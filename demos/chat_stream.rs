//! Stream a reply to a short shopping conversation
//!
//! ```sh
//! DASHSCOPE_API_KEY=sk-... cargo run --example chat_stream
//! ```

use dashlm::client::{sink, Client};
use dashlm::prelude::*;
use tracing_subscriber::EnvFilter;

#[tokio::main]
async fn main() -> anyhow::Result<()> {
    tracing_subscriber::fmt()
        .with_env_filter(EnvFilter::from_default_env())
        .init();

    let client = Client::new(OpenAI::dashscope_from_env()?).with_model("qwen3-max");

    let conversation = vec![
        Message::system("AI助理,简洁回答"),
        Message::user("我有100元"),
        Message::assistant("ok"),
        Message::user("买苹果花了20"),
        Message::assistant("ok"),
        Message::user("买了一个苹果"),
        Message::assistant("ok"),
        Message::user("还有多少，买了啥？"),
    ];

    let stream = client.stream_chat(conversation).await?;
    let mut stdout = std::io::stdout();
    sink::write_fragments(stream, &mut stdout).await?;
    println!();

    Ok(())
}
//! Common traits for provider implementations

use async_trait::async_trait;
use dashlm_core::{Error, Request, Response, StreamEvent};
use serde_json::Value;

/// Convert requests to provider-specific format
#[async_trait]
pub trait RequestConverter: Send + Sync {
    /// Convert a generic request to provider-specific JSON
    async fn convert_request(&self, request: Request) -> Result<Value, Error>;
}

/// Parse responses from provider-specific format
#[async_trait]
pub trait ResponseParser: Send + Sync {
    /// Parse provider-specific JSON into a generic response
    async fn parse_response(&self, value: Value) -> Result<Response, Error>;
}

/// Parse streaming events from provider-specific format
pub trait StreamEventParser: Send + Sync {
    /// Parse the payload of one `data:` line into an event
    fn parse_event(&self, data: &str) -> Result<Option<StreamEvent>, Error>;
}
//! Provider implementations for OpenAI-compatible and DashScope services

#![warn(missing_docs)]

pub mod builder;
pub mod constants;
pub mod error;
pub mod http;
pub mod stream_utils;
pub mod traits;
pub mod utils;

// Provider implementations
pub mod dashscope;
pub mod openai;

// Re-export provider types
pub use dashscope::{DashScope, DashScopeConfig};
pub use openai::{OpenAI, OpenAIConfig};

// Re-export common traits
pub use builder::{DashScopeBuilder, OpenAIBuilder, ProviderBuilder};
pub use traits::{RequestConverter, ResponseParser, StreamEventParser};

#####

- [Task goal] Please determine how many lines of the records above contain "RequestConverter", and state that number only.

- [Task result] 2